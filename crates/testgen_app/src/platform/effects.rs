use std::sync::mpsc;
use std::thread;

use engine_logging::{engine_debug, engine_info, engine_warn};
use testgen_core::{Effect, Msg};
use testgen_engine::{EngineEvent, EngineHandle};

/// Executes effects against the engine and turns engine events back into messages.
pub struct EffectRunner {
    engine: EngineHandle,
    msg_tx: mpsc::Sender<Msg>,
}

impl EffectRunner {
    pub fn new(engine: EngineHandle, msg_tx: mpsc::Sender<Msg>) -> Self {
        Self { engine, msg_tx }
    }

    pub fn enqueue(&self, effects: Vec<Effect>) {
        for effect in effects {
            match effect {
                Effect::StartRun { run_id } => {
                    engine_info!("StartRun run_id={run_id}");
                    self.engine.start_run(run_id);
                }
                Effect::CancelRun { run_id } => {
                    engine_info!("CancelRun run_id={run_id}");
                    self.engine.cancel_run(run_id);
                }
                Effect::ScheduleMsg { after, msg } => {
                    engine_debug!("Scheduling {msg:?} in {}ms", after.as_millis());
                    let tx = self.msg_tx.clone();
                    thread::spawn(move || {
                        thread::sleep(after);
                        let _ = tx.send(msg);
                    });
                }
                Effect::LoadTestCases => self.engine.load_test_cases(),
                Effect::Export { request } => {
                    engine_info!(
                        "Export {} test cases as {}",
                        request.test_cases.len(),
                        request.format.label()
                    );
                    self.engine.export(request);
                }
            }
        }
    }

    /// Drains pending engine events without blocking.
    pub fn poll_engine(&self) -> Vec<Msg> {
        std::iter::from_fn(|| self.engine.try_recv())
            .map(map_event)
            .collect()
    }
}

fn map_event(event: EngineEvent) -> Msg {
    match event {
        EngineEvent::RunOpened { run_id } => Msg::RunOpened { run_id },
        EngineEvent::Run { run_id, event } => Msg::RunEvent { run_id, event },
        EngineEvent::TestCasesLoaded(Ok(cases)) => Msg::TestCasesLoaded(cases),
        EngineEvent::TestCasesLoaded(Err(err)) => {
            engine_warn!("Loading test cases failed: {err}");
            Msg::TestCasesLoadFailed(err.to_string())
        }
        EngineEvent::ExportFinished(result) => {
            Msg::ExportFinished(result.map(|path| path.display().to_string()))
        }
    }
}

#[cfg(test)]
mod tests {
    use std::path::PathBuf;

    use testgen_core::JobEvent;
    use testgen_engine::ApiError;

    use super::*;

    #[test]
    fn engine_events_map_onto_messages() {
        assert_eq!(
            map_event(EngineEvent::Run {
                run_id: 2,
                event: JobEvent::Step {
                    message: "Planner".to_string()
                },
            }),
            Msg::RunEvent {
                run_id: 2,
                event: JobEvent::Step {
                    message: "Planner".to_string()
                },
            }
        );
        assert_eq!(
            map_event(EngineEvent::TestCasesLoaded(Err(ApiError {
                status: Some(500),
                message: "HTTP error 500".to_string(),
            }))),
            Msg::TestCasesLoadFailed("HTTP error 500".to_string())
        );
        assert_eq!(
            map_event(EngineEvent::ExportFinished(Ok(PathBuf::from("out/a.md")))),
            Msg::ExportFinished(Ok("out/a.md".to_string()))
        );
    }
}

§ To do: Report all lines of the material that contain the word "thread".

§ Task solution:
use std::thread;
                    thread::spawn(move || {
                        thread::sleep(after);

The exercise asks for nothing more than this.